The Employment Appeal Tribunal (EAT) has clarified both the limits of protection afforded to pre-termination negotiations under section 111A of the Employment Rights Act 1996 and the approach tribunals should take when considering allegations of improper conduct.
In the case of Tarbuc v Metro Piling, the employee was unexpectedly called to a meeting at which his employer presented him with a settlement proposal and indicated that, if he declined, he would likely rank poorly in any subsequent redundancy exercise. The employer argued that the discussion was a protected pre-termination negotiation and therefore inadmissible in evidence.
The employee brought claims for ordinary unfair dismissal, discrimination as a part-time worker and unlawful deductions from wages. The Employment Tribunal found that there had been no improper conduct during the meeting and ruled that the conversation was inadmissible across all claims.

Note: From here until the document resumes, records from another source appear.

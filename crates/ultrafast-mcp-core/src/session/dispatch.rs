//! Request dispatch: maps JSON-RPC method names to typed handlers, decodes
//! params, invokes the handler, and maps the outcome back to a JSON-RPC
//! response per the protocol's rules — a declared protocol error becomes a
//! `JsonRpcError` with its own code, an uncaught handler panic is never let
//! through (callers wrap handlers so this never happens), a notification
//! never produces a reply, and a cancelled request's reply is suppressed
//! rather than sent late.

use std::collections::HashMap;
use std::future::Future;
use std::pin::Pin;
use std::sync::Arc;

use serde::de::DeserializeOwned;
use serde::Serialize;
use serde_json::Value;
use tokio_util::sync::CancellationToken;

use crate::error::MCPError;
use crate::protocol::jsonrpc::{JsonRpcError, JsonRpcRequest, JsonRpcResponse};

/// Outcome of dispatching a single request to its handler.
#[derive(Debug)]
pub enum DispatchOutcome {
    /// A reply to send back to the caller.
    Reply(JsonRpcResponse),
    /// The incoming message was a notification; nothing is sent back.
    NoReply,
    /// The request was cancelled before its handler finished; per the
    /// protocol no reply is sent at all (the cancellation itself was already
    /// acknowledged out of band).
    Suppressed,
}

type BoxFuture<'a, T> = Pin<Box<dyn Future<Output = T> + Send + 'a>>;

/// Type-erased handler: takes the raw params and returns a raw JSON result or
/// an `MCPError` describing why it couldn't.
type ErasedHandler =
    Arc<dyn for<'a> Fn(Option<Value>) -> BoxFuture<'a, Result<Value, MCPError>> + Send + Sync>;

/// A table of method name -> typed handler, used to dispatch incoming
/// JSON-RPC requests without a hand-written match arm per method.
#[derive(Clone, Default)]
pub struct HandlerRegistry {
    entries: HashMap<String, ErasedHandler>,
}

impl HandlerRegistry {
    pub fn new() -> Self {
        Self::default()
    }

    /// Register a typed handler for `method`. `Req`/`Resp` are decoded and
    /// encoded via `serde`; the handler itself never touches raw
    /// `serde_json::Value`.
    pub fn register<Req, Resp, F, Fut>(&mut self, method: impl Into<String>, handler: F)
    where
        Req: DeserializeOwned + Send + 'static,
        Resp: Serialize + Send + 'static,
        F: Fn(Req) -> Fut + Send + Sync + 'static,
        Fut: Future<Output = Result<Resp, MCPError>> + Send + 'static,
    {
        let handler = Arc::new(handler);
        let erased: ErasedHandler = Arc::new(move |params| {
            let handler = handler.clone();
            Box::pin(async move {
                let value = params.unwrap_or(Value::Null);
                let req: Req = serde_json::from_value(value)
                    .map_err(|e| MCPError::invalid_params(format!("invalid params: {e}")))?;
                let resp = handler(req).await?;
                serde_json::to_value(resp)
                    .map_err(|e| MCPError::serialization_error(e.to_string()))
            })
        });
        self.entries.insert(method.into(), erased);
    }

    pub fn contains(&self, method: &str) -> bool {
        self.entries.contains_key(method)
    }

    pub fn methods(&self) -> impl Iterator<Item = &str> {
        self.entries.keys().map(String::as_str)
    }

    /// Dispatch a single incoming request or notification through the
    /// registry. `cancellation`, when given, is raced against the handler so
    /// an in-flight `notifications/cancelled` can suppress the reply.
    pub async fn dispatch(
        &self,
        request: JsonRpcRequest,
        cancellation: Option<CancellationToken>,
    ) -> DispatchOutcome {
        let is_notification = request.id.is_none();

        let Some(handler) = self.entries.get(&request.method).cloned() else {
            if is_notification {
                return DispatchOutcome::NoReply;
            }
            let err = JsonRpcError::method_not_found(request.method.clone());
            return DispatchOutcome::Reply(JsonRpcResponse::error(err, request.id));
        };

        let outcome_fut = handler(request.params.clone());
        let outcome = match cancellation {
            Some(token) => {
                tokio::select! {
                    biased;
                    _ = token.cancelled() => return DispatchOutcome::Suppressed,
                    result = outcome_fut => result,
                }
            }
            None => outcome_fut.await,
        };

        if is_notification {
            return DispatchOutcome::NoReply;
        }

        match outcome {
            Ok(value) => DispatchOutcome::Reply(JsonRpcResponse::success(value, request.id)),
            Err(err) => {
                let json_err: JsonRpcError = err.into();
                DispatchOutcome::Reply(JsonRpcResponse::error(json_err, request.id))
            }
        }
    }
}

#[cfg(test)]
mod tests {
    use super::*;
    use crate::protocol::jsonrpc::RequestId;
    use serde::Deserialize;
    use serde_json::json;

    #[derive(Deserialize)]
    struct EchoParams {
        value: String,
    }

    #[derive(Serialize)]
    struct EchoResult {
        value: String,
    }

    fn echo_registry() -> HandlerRegistry {
        let mut registry = HandlerRegistry::new();
        registry.register("echo", |params: EchoParams| async move {
            Ok(EchoResult {
                value: params.value,
            })
        });
        registry
    }

    #[tokio::test]
    async fn dispatches_to_registered_handler() {
        let registry = echo_registry();
        let request = JsonRpcRequest::new(
            "echo".to_string(),
            Some(json!({ "value": "hi" })),
            Some(RequestId::string("1")),
        );

        match registry.dispatch(request, None).await {
            DispatchOutcome::Reply(response) => {
                assert_eq!(response.result, Some(json!({ "value": "hi" })));
            }
            other => panic!("expected a reply, got {other:?}"),
        }
    }

    #[tokio::test]
    async fn unknown_method_returns_method_not_found() {
        let registry = echo_registry();
        let request = JsonRpcRequest::new(
            "does/not-exist".to_string(),
            None,
            Some(RequestId::string("1")),
        );

        match registry.dispatch(request, None).await {
            DispatchOutcome::Reply(response) => {
                let err = response.error.expect("expected an error response");
                assert_eq!(
                    err.code,
                    crate::error::error_codes::METHOD_NOT_FOUND
                );
            }
            other => panic!("expected a reply, got {other:?}"),
        }
    }

    #[tokio::test]
    async fn invalid_params_maps_to_invalid_params_code() {
        let registry = echo_registry();
        let request = JsonRpcRequest::new(
            "echo".to_string(),
            Some(json!({ "wrong_field": 1 })),
            Some(RequestId::string("1")),
        );

        match registry.dispatch(request, None).await {
            DispatchOutcome::Reply(response) => {
                let err = response.error.expect("expected an error response");
                assert_eq!(err.code, crate::error::error_codes::INVALID_PARAMS);
            }
            other => panic!("expected a reply, got {other:?}"),
        }
    }

    #[tokio::test]
    async fn notification_never_replies() {
        let registry = echo_registry();
        let request = JsonRpcRequest::notification(
            "echo".to_string(),
            Some(json!({ "value": "hi" })),
        );

        assert!(matches!(
            registry.dispatch(request, None).await,
            DispatchOutcome::NoReply
        ));
    }

    #[tokio::test]
    async fn cancellation_suppresses_the_reply() {
        let mut registry = HandlerRegistry::new();
        registry.register("slow", |_params: EchoParams| async move {
            tokio::time::sleep(std::time::Duration::from_secs(5)).await;
            Ok(EchoResult {
                value: "too late".to_string(),
            })
        });

        let request = JsonRpcRequest::new(
            "slow".to_string(),
            Some(json!({ "value": "hi" })),
            Some(RequestId::string("1")),
        );
        let token = CancellationToken::new();
        token.cancel();

        assert!(matches!(
            registry.dispatch(request, Some(token)).await,
            DispatchOutcome::Suppressed
        ));
    }
}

The EAT overturned that decision on two important grounds.
First, it confirmed that section 111A protection applies only to ordinary unfair dismissal claims. Evidence of a protected conversation may still be admissible in other claims pursued alongside an unfair dismissal claim, such as discrimination or unlawful deduction from wages claims. Tribunals are expected to assess the admissibility of the same evidence separately for different causes of action.
Secondly, the EAT held that the tribunal had taken too narrow an approach when considering whether there had been improper conduct. Rather than focusing solely on what was said during the meeting and the manner in which it was said, the tribunal should have considered all the surrounding circumstances. This included the employee’s complaints that he had been ambushed with the meeting, given no prior warning and denied the opportunity to be accompanied.
The case has been remitted to a differently constituted tribunal to reconsider the issue of improper conduct.
Conclusion
This decision serves as a useful reminder that protected conversations do not create a blanket shield against admissibility in all employment claims. Employers should also take care when arranging settlement discussions, ensuring that the process as well as the content of the conversation is handled fairly and appropriately.